However, the impacts of Harvey have yet to be fully realized.

S&P Global Platts continues to track roughly 3-4 million barrels a day (b/d) of offline refining capacity in Texas, accounting for up to 22 percent of total U.S. refining capacity and nearly half of the refining capacity along the U.S. Gulf Coast. 

The most immediate and obvious impact has been gasoline prices, which increased 14 percent day-over-day on Thursday as the Colonial Pipeline, which supplies the Atlantic Coast with 60 percent of its gasoline supply, ran an intermittent service due to pipeline issues in Texas. Colonial has cited a lack of supply because of the Texas-area refinery outages. 

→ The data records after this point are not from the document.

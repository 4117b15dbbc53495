//! Temperature unit conversion.
//!
//! Accessories always store and report degrees Celsius. Controllers configured
//! for Fahrenheit are converted once, when a status snapshot is applied.

/// Convert degrees Fahrenheit to degrees Celsius.
pub fn fahrenheit_to_celsius(fahrenheit: f64) -> f64 {
    (fahrenheit - 32.0) / 1.8
}

/// Convert degrees Celsius to degrees Fahrenheit.
pub fn celsius_to_fahrenheit(celsius: f64) -> f64 {
    celsius * 1.8 + 32.0
}

/// Normalize a raw controller reading to Celsius.
///
/// `is_celsius` is the unit flag from the controller config.
pub fn normalize(raw: f64, is_celsius: bool) -> f64 {
    if is_celsius {
        raw
    } else {
        fahrenheit_to_celsius(raw)
    }
}
//! Single-flight status refresh.
//!
//! Any number of callers may ask for fresh data at the same time, but the
//! controller is polled at most once at a time. Everyone who asked while a
//! poll was running receives that poll's outcome.

use crate::accessory::AccessoryStateStore;
use crate::controller::{DeviceStatus, PoolController};
use crate::error::ControllerError;
use futures_util::FutureExt;
use log::{debug, error, warn};
use parking_lot::Mutex;
use std::panic::AssertUnwindSafe;
use std::sync::Arc;
use tokio::sync::oneshot;

/// Result of one status fetch, shared by every waiter of that fetch.
///
/// Failures are values: callers get `Err` but are never panicked at.
pub type RefreshOutcome = Result<Arc<DeviceStatus>, Arc<ControllerError>>;

type Waiter = oneshot::Sender<RefreshOutcome>;

#[derive(Default)]
struct RefreshQueue {
    waiters: Vec<Waiter>,
    in_flight: bool,
}

/// Coalesces concurrent refresh requests into one controller poll.
pub struct RefreshCoalescer {
    controller: Arc<dyn PoolController>,
    store: Arc<AccessoryStateStore>,
    /// Covers enqueue-and-trigger as well as apply-and-drain
    queue: Mutex<RefreshQueue>,
}

impl RefreshCoalescer {
    pub fn new(
        controller: Arc<dyn PoolController>,
        store: Arc<AccessoryStateStore>,
    ) -> Arc<Self> {
        Arc::new(Self {
            controller,
            store,
            queue: Mutex::new(RefreshQueue::default()),
        })
    }

    /// Request fresh status.
    ///
    /// Starts a fetch if none is running, otherwise joins the running one.
    /// The fetch runs on its own task, so dropping the returned future does
    /// not cancel it for the other waiters.
    pub async fn request_refresh(self: &Arc<Self>) -> RefreshOutcome {
        let (tx, rx) = oneshot::channel();

        let start_fetch = {
            let mut queue = self.queue.lock();
            queue.waiters.push(tx);
            if queue.in_flight {
                debug!(
                    "[Refresh] Queueing pending waiter. length: {}",
                    queue.waiters.len()
                );
                false
            } else {
                queue.in_flight = true;
                true
            }
        };

        if start_fetch {
            let guard = FetchGuard {
                coalescer: Arc::clone(self),
                armed: true,
            };
            tokio::spawn(guard.run());
        }

        match rx.await {
            Ok(outcome) => outcome,
            Err(_) => Err(Arc::new(ControllerError::Interrupted)),
        }
    }

    /// Whether a status fetch is currently running.
    pub fn is_in_flight(&self) -> bool {
        self.queue.lock().in_flight
    }

    /// Number of callers waiting on the running fetch.
    pub fn pending_waiters(&self) -> usize {
        self.queue.lock().waiters.len()
    }

    async fn poll_controller(&self) -> RefreshOutcome {
        let fetched = AssertUnwindSafe(self.controller.get_status())
            .catch_unwind()
            .await;

        match fetched {
            Ok(Ok(status)) => Ok(Arc::new(status)),
            Ok(Err(err)) => {
                error!("[Refresh] Error getting pool status: {}", err);
                Err(Arc::new(err))
            }
            Err(_) => {
                error!("[Refresh] Status fetch panicked");
                Err(Arc::new(ControllerError::Interrupted))
            }
        }
    }

    /// Apply `outcome` to the store and hand it to everyone waiting.
    fn resolve(&self, outcome: RefreshOutcome) {
        let waiters = {
            let mut queue = self.queue.lock();
            self.store.apply(outcome.as_deref().map_err(|e| &**e));
            queue.in_flight = false;
            std::mem::take(&mut queue.waiters)
        };

        debug!("[Refresh] Resolving {} waiter(s)", waiters.len());
        for waiter in waiters {
            // Receiver gone means the caller stopped waiting
            let _ = waiter.send(outcome.clone());
        }
    }
}

/// Owns the in-flight fetch.
///
/// Created before the fetch task is spawned. If the task is dropped without
/// finishing (runtime shutdown, never polled) the queue is still drained
/// with `Interrupted`, so the next request starts a new fetch.
struct FetchGuard {
    coalescer: Arc<RefreshCoalescer>,
    armed: bool,
}

impl FetchGuard {
    async fn run(mut self) {
        let outcome = self.coalescer.poll_controller().await;
        self.armed = false;
        self.coalescer.resolve(outcome);
    }
}

impl Drop for FetchGuard {
    fn drop(&mut self) {
        if self.armed {
            warn!("[Refresh] Status fetch dropped before completing");
            self.coalescer.resolve(Err(Arc::new(ControllerError::Interrupted)));
        }
    }
}
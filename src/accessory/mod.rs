//! Accessories exposed to the host automation framework.
//!
//! - `entity`: tracked temperature sensors and circuits
//! - `store`: shared state updated from controller status
//! - `handler`: read/write hooks the host calls
//! - `info`: manufacturer, model and serial reported per accessory

pub mod entity;
pub mod handler;
pub mod info;
pub mod store;

pub use entity::{EntityKind, EntityValue, SensorKind, TrackedEntity};
pub use handler::{AccessoryHandler, CircuitAccessory, TemperatureAccessory};
pub use info::AccessoryInformation;
pub use store::AccessoryStateStore;
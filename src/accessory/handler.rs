//! Host-facing accessory handlers.
//!
//! Each tracked entity is exposed through an [`AccessoryHandler`]. Reads
//! refresh the controller status first (coalesced with every other reader)
//! and then report the stored state; circuit writes go straight to the
//! controller.

use super::entity::{SensorKind, TrackedEntity};
use super::info::AccessoryInformation;
use crate::controller::CircuitId;
use crate::error::{BridgeError, Result};
use crate::platform::Platform;
use async_trait::async_trait;
use log::{debug, info};
use std::sync::Arc;

/// Interface between one accessory and the host automation framework.
///
/// # Example
/// ```ignore
/// for accessory in platform.accessories().await? {
///     let reading = accessory.read().await?;
///     println!("{}: {:?} faulted={}", accessory.name(), reading.value, reading.faulted);
/// }
/// ```
#[async_trait]
pub trait AccessoryHandler: Send + Sync + 'static {
    fn information(&self) -> &AccessoryInformation;

    fn name(&self) -> &str {
        &self.information().name
    }

    /// Refresh controller status, then return this accessory's state.
    ///
    /// A failed refresh is not an error here: the returned state keeps the
    /// last good value and has `faulted` set.
    async fn read(&self) -> Result<TrackedEntity>;

    /// Current stored state without polling the controller.
    fn cached(&self) -> Result<TrackedEntity>;

    /// Switch the accessory on or off.
    async fn write(&self, _on: bool) -> Result<()> {
        Err(BridgeError::ReadOnlyAccessory(self.name().to_string()))
    }
}

/// Shared read path: refresh through the coalescer, then snapshot.
async fn refresh_and_read(
    platform: &Platform,
    index: usize,
    name: &str,
) -> Result<TrackedEntity> {
    if let Err(err) = platform.request_refresh().await {
        // Already reported once by the coalescer
        debug!("[Accessory] Refreshing accessories failed: {}", err);
    }
    let entity = stored(platform, index, name)?;
    debug!("[Accessory] {}: {:?}", name, entity.value);
    Ok(entity)
}

fn stored(platform: &Platform, index: usize, name: &str) -> Result<TrackedEntity> {
    platform
        .store()
        .entity(index)
        .ok_or_else(|| BridgeError::AccessoryNotFound(name.to_string()))
}

/// Temperature sensor accessory (pool, spa or air).
pub struct TemperatureAccessory {
    platform: Arc<Platform>,
    index: usize,
    kind: SensorKind,
    information: AccessoryInformation,
}

impl TemperatureAccessory {
    pub fn new(
        platform: Arc<Platform>,
        index: usize,
        kind: SensorKind,
        information: AccessoryInformation,
    ) -> Self {
        Self {
            platform,
            index,
            kind,
            information,
        }
    }

    pub fn kind(&self) -> SensorKind {
        self.kind
    }
}

#[async_trait]
impl AccessoryHandler for TemperatureAccessory {
    fn information(&self) -> &AccessoryInformation {
        &self.information
    }

    async fn read(&self) -> Result<TrackedEntity> {
        refresh_and_read(&self.platform, self.index, self.name()).await
    }

    fn cached(&self) -> Result<TrackedEntity> {
        stored(&self.platform, self.index, self.name())
    }
}

/// Circuit switch accessory.
pub struct CircuitAccessory {
    platform: Arc<Platform>,
    index: usize,
    circuit_id: CircuitId,
    information: AccessoryInformation,
}

impl CircuitAccessory {
    pub fn new(
        platform: Arc<Platform>,
        index: usize,
        circuit_id: CircuitId,
        information: AccessoryInformation,
    ) -> Self {
        Self {
            platform,
            index,
            circuit_id,
            information,
        }
    }

    pub fn circuit_id(&self) -> CircuitId {
        self.circuit_id
    }
}

#[async_trait]
impl AccessoryHandler for CircuitAccessory {
    fn information(&self) -> &AccessoryInformation {
        &self.information
    }

    async fn read(&self) -> Result<TrackedEntity> {
        refresh_and_read(&self.platform, self.index, self.name()).await
    }

    fn cached(&self) -> Result<TrackedEntity> {
        stored(&self.platform, self.index, self.name())
    }

    async fn write(&self, on: bool) -> Result<()> {
        info!(
            "[Circuit] {} ({}): switching {}",
            self.name(),
            self.circuit_id,
            if on { "on" } else { "off" }
        );
        self.platform.set_circuit_state(self.circuit_id, on).await
    }
}
//! Process-wide pointer dispatcher
//!
//! Widgets that need to know about pointer-downs outside themselves (a
//! dropdown closing on outside click) subscribe with their bounding region.
//! The returned [`Subscription`] deregisters itself when dropped, so a
//! widget that goes away can never receive a stale event.

use ratatui::layout::{Position, Rect};
use std::cell::RefCell;
use std::collections::BTreeMap;
use std::rc::{Rc, Weak};
use tracing::trace;

pub type ListenerId = u64;

#[derive(Debug, Default)]
struct Registry {
    next_id: ListenerId,
    regions: BTreeMap<ListenerId, Vec<Rect>>,
}

/// Shared handle to the pointer registry. Cloning shares the registry.
#[derive(Debug, Clone, Default)]
pub struct PointerDispatcher {
    registry: Rc<RefCell<Registry>>,
}

impl PointerDispatcher {
    pub fn new() -> Self {
        Self::default()
    }

    /// Register a listener. It starts with an empty region, so every
    /// pointer-down counts as outside until [`Subscription::set_region`].
    pub fn subscribe(&self) -> Subscription {
        let mut registry = self.registry.borrow_mut();
        let id = registry.next_id;
        registry.next_id += 1;
        registry.regions.insert(id, Vec::new());
        trace!(id, "pointer listener registered");

        Subscription {
            id,
            registry: Rc::downgrade(&self.registry),
        }
    }

    /// Ids of every listener whose region does not contain `position`
    pub fn dispatch(&self, position: Position) -> Vec<ListenerId> {
        self.registry
            .borrow()
            .regions
            .iter()
            .filter(|(_, rects)| !rects.iter().any(|r| r.contains(position)))
            .map(|(id, _)| *id)
            .collect()
    }

    pub fn listener_count(&self) -> usize {
        self.registry.borrow().regions.len()
    }
}

/// Scoped registration with a [`PointerDispatcher`]
#[derive(Debug)]
pub struct Subscription {
    id: ListenerId,
    registry: Weak<RefCell<Registry>>,
}

impl Subscription {
    pub fn id(&self) -> ListenerId {
        self.id
    }

    /// Replace the listener's bounding region
    pub fn set_region(&self, rects: &[Rect]) {
        if let Some(registry) = self.registry.upgrade() {
            if let Some(region) = registry.borrow_mut().regions.get_mut(&self.id) {
                region.clear();
                region.extend(rects.iter().copied().filter(|r| r.area() > 0));
            }
        }
    }
}

impl Drop for Subscription {
    fn drop(&mut self) {
        if let Some(registry) = self.registry.upgrade() {
            registry.borrow_mut().regions.remove(&self.id);
            trace!(id = self.id, "pointer listener released");
        }
    }
}

#[cfg(test)]
mod tests {
    use super::*;

    #[test]
    fn test_dispatch_outside_only() {
        let dispatcher = PointerDispatcher::new();
        let sub = dispatcher.subscribe();
        sub.set_region(&[Rect::new(10, 0, 5, 1), Rect::new(0, 1, 20, 10)]);

        assert!(dispatcher.dispatch(Position::new(12, 0)).is_empty());
        assert!(dispatcher.dispatch(Position::new(3, 5)).is_empty());
        assert_eq!(dispatcher.dispatch(Position::new(3, 0)), vec![sub.id()]);
        assert_eq!(dispatcher.dispatch(Position::new(30, 30)), vec![sub.id()]);
    }

    #[test]
    fn test_drop_releases_listener() {
        let dispatcher = PointerDispatcher::new();
        let first = dispatcher.subscribe();
        let second = dispatcher.subscribe();
        assert_ne!(first.id(), second.id());
        assert_eq!(dispatcher.listener_count(), 2);

        let gone = first.id();
        drop(first);
        assert_eq!(dispatcher.listener_count(), 1);
        assert!(!dispatcher.dispatch(Position::new(0, 0)).contains(&gone));
    }

    #[test]
    fn test_subscription_outliving_dispatcher() {
        let dispatcher = PointerDispatcher::new();
        let sub = dispatcher.subscribe();
        drop(dispatcher);
        sub.set_region(&[Rect::new(0, 0, 1, 1)]);
        drop(sub);
    }
}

As U.S. drivers head out for the long Labor Day weekend, the U.S. Atlantic Coast will have to rely heavily on European gasoline imports, but so, too, will countries in Latin and South America, which had been importing 1.6 million b/d of refined products from the U.S. Gulf Coast before Harvey.

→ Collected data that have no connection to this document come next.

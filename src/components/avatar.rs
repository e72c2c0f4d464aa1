//! Creator avatar resolution
//!
//! A missing picture and a picture that fails to load both resolve to the
//! placeholder. Failures are never surfaced.

use std::cell::RefCell;
use std::collections::HashMap;
use std::fmt;
use std::path::{Path, PathBuf};
use tracing::debug;

/// Decides whether an image path can be loaded
pub type ImageProbe = fn(&Path) -> bool;

/// Probe by decoding the image header
pub fn probe_image(path: &Path) -> bool {
    image::image_dimensions(path).is_ok()
}

pub struct AvatarResolver {
    placeholder: PathBuf,
    probe: ImageProbe,
    loaded: RefCell<HashMap<PathBuf, bool>>,
}

impl fmt::Debug for AvatarResolver {
    fn fmt(&self, f: &mut fmt::Formatter<'_>) -> fmt::Result {
        f.debug_struct("AvatarResolver")
            .field("placeholder", &self.placeholder)
            .field("loaded", &self.loaded)
            .finish()
    }
}

impl AvatarResolver {
    pub fn new(placeholder: impl Into<PathBuf>) -> Self {
        Self::with_probe(placeholder, probe_image)
    }

    pub fn with_probe(placeholder: impl Into<PathBuf>, probe: ImageProbe) -> Self {
        Self {
            placeholder: placeholder.into(),
            probe,
            loaded: RefCell::new(HashMap::new()),
        }
    }

    /// Path to display for a creator picture
    pub fn resolve(&self, picture: Option<&str>) -> PathBuf {
        let Some(picture) = picture else {
            return self.placeholder.clone();
        };
        let path = PathBuf::from(picture);

        let ok = *self
            .loaded
            .borrow_mut()
            .entry(path.clone())
            .or_insert_with(|| {
                let ok = (self.probe)(&path);
                if !ok {
                    debug!(?path, "avatar failed to load, using placeholder");
                }
                ok
            });

        if ok {
            path
        } else {
            self.placeholder.clone()
        }
    }
}
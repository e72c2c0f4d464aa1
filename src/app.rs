//! Application state and event handling
//!
//! This is the core of orgportal, managing:
//! - Application state across both tabs and the notification bell
//! - Event handling (keyboard and mouse input)
//! - Background API calls and their results

use crate::components::notification_bell::visible_notifications;
use crate::components::{
    AvatarResolver, EditorMode, NotificationBell, PasswordForm, PointerDispatcher, ProfileEditor,
};
use crate::config::Config;
use crate::error::PortalError;
use crate::portal::{NotificationStore, PortalData, ProfileApi};
use crate::types::{ProfileRecord, Tab};
use crate::ui::{layout, Theme};
use crossterm::event::{KeyCode, KeyEvent, KeyModifiers, MouseButton, MouseEvent, MouseEventKind};
use ratatui::layout::{Position, Rect};
use std::path::PathBuf;
use std::sync::Arc;
use std::time::Instant;
use tokio::sync::mpsc;
use tracing::{debug, info, warn};

/// Seconds a flash message stays on screen
const FLASH_SECONDS: u64 = 3;

/// Main application state
pub struct App {
    // Core state
    pub should_quit: bool,
    pub active_tab: Tab,
    pub config: Config,
    /// Where theme changes are written; `None` if no config dir exists
    pub config_path: Option<PathBuf>,
    pub theme: Theme,
    /// Last known terminal area, used for mouse hit-testing
    pub viewport: Rect,

    // Widgets
    pub editor: ProfileEditor,
    pub password: PasswordForm,
    pub bell: NotificationBell,
    pub pointer: PointerDispatcher,
    pub avatars: AvatarResolver,

    // Collaborators
    pub store: NotificationStore,
    api: Arc<dyn ProfileApi>,

    // Popup state
    pub popup: PopupState,

    // Flash message (temporary feedback)
    pub flash_message: Option<(String, bool, Instant)>, // (message, is_error, timestamp)

    // Background task channel
    task_tx: mpsc::UnboundedSender<TaskResult>,
    task_rx: mpsc::UnboundedReceiver<TaskResult>,
}

/// Popup overlay state
#[derive(Debug, Clone, PartialEq, Eq)]
pub enum PopupState {
    None,
    Error { title: String, message: String },
    /// Every notification, without the dropdown cap
    AllNotifications { scroll: usize },
}

/// Outcome of a spawned API call
#[derive(Debug)]
pub enum TaskResult {
    ProfileSaved(Result<ProfileRecord, PortalError>),
    PasswordChanged(Result<(), PortalError>),
}

/// Which handler owns the keyboard right now
#[derive(Debug, Clone, Copy, PartialEq, Eq)]
pub enum AppState {
    Normal,
    Popup,
    DropdownOpen,
}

Without the 600,000 b/d of gasoline exports from the U.S. Gulf Coast, the entire Atlantic basin will be competing for a smaller pool of supply, increasing prices at the pump from New York to Buenos Aires. 

Crude tankers from as far away as China and Korea continue to queue in the Gulf, waiting to fill with U.S. crude. With the alleviation of the export ban on crude oil, the U.S. has been exporting over 1 million b/d in 2017, 75 percent of which was exported from the U.S. Gulf Coast.

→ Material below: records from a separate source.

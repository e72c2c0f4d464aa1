//! orgportal - Student Organization Portal
//!
//! A TUI for organization members.
//!
//! Features:
//! - View and edit your profile (with cancel that really reverts)
//! - Change your password, with per-field show/hide
//! - Notification bell with unread badge and dropdown
//!
//! Usage: orgportal [--fail network|auth] [--verbose]

mod app;
mod components;
mod config;
mod error;
mod portal;
mod types;
mod ui;

use anyhow::{bail, Context, Result};
use app::App;
use config::{BackendOptions, Config, FailureMode};
use crossterm::{
    event::{self, DisableMouseCapture, EnableMouseCapture, Event, KeyEventKind},
    execute,
    terminal::{self, disable_raw_mode, enable_raw_mode, EnterAlternateScreen, LeaveAlternateScreen},
};
use portal::{PortalData, SimulatedBackend};
use ratatui::prelude::*;
use std::fs::{self, File};
use std::io::stdout;
use std::sync::{Arc, Mutex};
use std::time::Duration;
use tracing::info;
use tracing_subscriber::EnvFilter;

/// Parsed command line
#[derive(Debug, Default)]
struct Args {
    failure: Option<FailureMode>,
    verbose: bool,
}

impl Args {
    fn parse(args: &[String]) -> Result<Self> {
        let mut parsed = Args::default();
        let mut iter = args.iter().skip(1);

        while let Some(arg) = iter.next() {
            match arg.as_str() {
                "--fail" | "-f" => {
                    let mode = iter.next().context("--fail needs a value (network|auth|none)")?;
                    match FailureMode::parse(mode) {
                        Some(mode) => parsed.failure = Some(mode),
                        None => bail!("Unknown failure mode: {}", mode),
                    }
                }
                "--verbose" | "-V" => parsed.verbose = true,
                other => bail!("Unknown argument: {}", other),
            }
        }

        Ok(parsed)
    }

    /// Backend settings for this run. `--fail` applies here only and never
    /// reaches the saved config.
    fn backend_options(&self, config: &Config) -> BackendOptions {
        let mut options = config.backend.clone();
        if let Some(failure) = self.failure {
            options.failure = failure;
        }
        options
    }
}

#[tokio::main]
async fn main() -> Result<()> {
    let args: Vec<String> = std::env::args().collect();

    if args.iter().any(|a| a == "--help" || a == "-h") {
        print_help();
        return Ok(());
    }

    if args.iter().any(|a| a == "--version" || a == "-v") {
        println!("orgportal {}", env!("CARGO_PKG_VERSION"));
        return Ok(());
    }

    let args = Args::parse(&args)?;

    if let Err(e) = run_app(args) {
        eprintln!("Error: {:#}", e);
        std::process::exit(1);
    }

    Ok(())
}

fn print_help() {
    println!(
        r#"orgportal - Student Organization Portal

USAGE:
    orgportal [OPTIONS]

OPTIONS:
    -f, --fail <MODE>    Make the simulated API fail: network, auth or none
    -V, --verbose        Debug logging
    -h, --help           Print help information
    -v, --version        Print version information

KEYBINDINGS:
    F1 / F2          Profile / Password tab
    Left / Right     Switch tabs
    e                Edit profile
    Enter            Save profile / update password
    Esc              Cancel edit / clear password form
    Up / Down / Tab  Move between fields
    Ctrl+T           Show/hide focused password
    n, Ctrl+B        Open/close notifications
    a / s            Mark all read / see all (notifications open)
    t                Cycle theme
    q, Ctrl+C        Quit

CONFIG:
    ~/.config/orgportal/config.toml

LOG:
    ~/.config/orgportal/orgportal.log (RUST_LOG overrides the level)
"#
    );
}

/// Log to a file; the terminal belongs to the UI
fn tracing_init(verbose: bool) -> Result<()> {
    let log_path = Config::log_path()?;
    if let Some(parent) = log_path.parent() {
        fs::create_dir_all(parent)
            .with_context(|| format!("Failed to create log directory {:?}", parent))?;
    }
    let log_file = File::create(&log_path)
        .with_context(|| format!("Failed to create log file {:?}", log_path))?;

    let default_directive = if verbose { "orgportal=debug" } else { "orgportal=info" };
    let filter = EnvFilter::builder()
        .with_default_directive(default_directive.parse()?)
        .from_env_lossy();

    tracing_subscriber::fmt()
        .with_ansi(false)
        .with_env_filter(filter)
        .with_writer(Mutex::new(log_file))
        .try_init()
        .map_err(|e| anyhow::anyhow!("Failed to set up logging: {}", e))?;

    Ok(())
}

fn run_app(args: Args) -> Result<()> {
    tracing_init(args.verbose)?;

    let config = Config::load().context("Failed to load configuration")?;
    let options = args.backend_options(&config);

    let data = PortalData::load_or_demo(config.data_file.as_deref())
        .context("Failed to load portal data")?;
    info!(
        notifications = data.notifications.len(),
        failure = ?options.failure,
        "starting orgportal"
    );

    let backend = Arc::new(SimulatedBackend::new(
        data.profile.clone(),
        data.password.clone(),
        &options,
    ));
    let mut app = App::new(config, data, backend);

    let (width, height) = terminal::size().context("Failed to read terminal size")?;
    app.resize(width, height);

    // Setup terminal
    enable_raw_mode().context("Failed to enable raw mode")?;
    let mut stdout = stdout();
    execute!(stdout, EnterAlternateScreen, EnableMouseCapture)
        .context("Failed to setup terminal")?;

    let backend = CrosstermBackend::new(stdout);
    let mut terminal = Terminal::new(backend).context("Failed to create terminal")?;

    // Run main loop
    let result = main_loop(&mut terminal, &mut app);

    // Restore terminal
    disable_raw_mode().context("Failed to disable raw mode")?;
    execute!(
        terminal.backend_mut(),
        LeaveAlternateScreen,
        DisableMouseCapture
    )
    .context("Failed to restore terminal")?;
    terminal.show_cursor().context("Failed to show cursor")?;

    info!("orgportal exited");
    result
}

fn main_loop<B: Backend>(terminal: &mut Terminal<B>, app: &mut App) -> Result<()> {
    loop {
        terminal.draw(|frame| {
            ui::render(frame, app);
        })?;

        // Flash expiry and finished API calls
        app.tick();

        // Poll for events with timeout (for spinner and task updates)
        if event::poll(Duration::from_millis(100))? {
            match event::read()? {
                Event::Key(key) if key.kind == KeyEventKind::Press => app.handle_key(key),
                Event::Mouse(mouse) => app.handle_mouse(mouse),
                Event::Resize(width, height) => app.resize(width, height),
                _ => {}
            }
        }

        if app.should_quit {
            break;
        }
    }

    Ok(())
}

#[cfg(test)]
mod tests {
    use super::*;

    fn argv(args: &[&str]) -> Vec<String> {
        std::iter::once("orgportal")
            .chain(args.iter().copied())
            .map(String::from)
            .collect()
    }

    #[test]
    fn test_help_does_not_panic() {
        print_help();
    }

    #[test]
    fn test_parse_args() {
        let args = Args::parse(&argv(&["--fail", "network", "-V"])).unwrap();
        assert_eq!(args.failure, Some(FailureMode::Network));
        assert!(args.verbose);

        let args = Args::parse(&argv(&[])).unwrap();
        assert_eq!(args.failure, None);
        assert!(!args.verbose);
    }

    #[test]
    fn test_fail_flag_leaves_config_untouched() {
        let config = Config::default();
        let args = Args::parse(&argv(&["--fail", "auth"])).unwrap();

        assert_eq!(args.backend_options(&config).failure, FailureMode::Auth);
        assert_eq!(config.backend.failure, FailureMode::None);

        let args = Args::parse(&argv(&[])).unwrap();
        assert_eq!(args.backend_options(&config).failure, FailureMode::None);
    }

    #[test]
    fn test_parse_args_rejects_unknown() {
        assert!(Args::parse(&argv(&["--fail"])).is_err());
        assert!(Args::parse(&argv(&["--fail", "disk"])).is_err());
        assert!(Args::parse(&argv(&["--bogus"])).is_err());
    }
}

In 2016, when U.S. crude exports averaged just 600,000 b/d, only half of those barrels were exported from the Gulf. The hurricane has left hydrocarbon-hungry consumers like China, India and Southeast Asia short 450,000 b/d, or more than 3 million barrels from one week of port closures. 

Flooding and tanker traffic will continue to delay cargoes and limit the amount of crude the U.S. can supply to the world. 

The impact will be felt even further downstream in the global industrial and manufacturing sectors as over half of the United States’ petrochemical infrastructure, the basis for chemicals and plastic products, remains offline.

The U.S. Gulf Coast, as one of the world’s largest petrochemical markets, is a primary supplier of petrochemical feedstocks and products to countries like China, Korea, Taiwan and many other developing countries.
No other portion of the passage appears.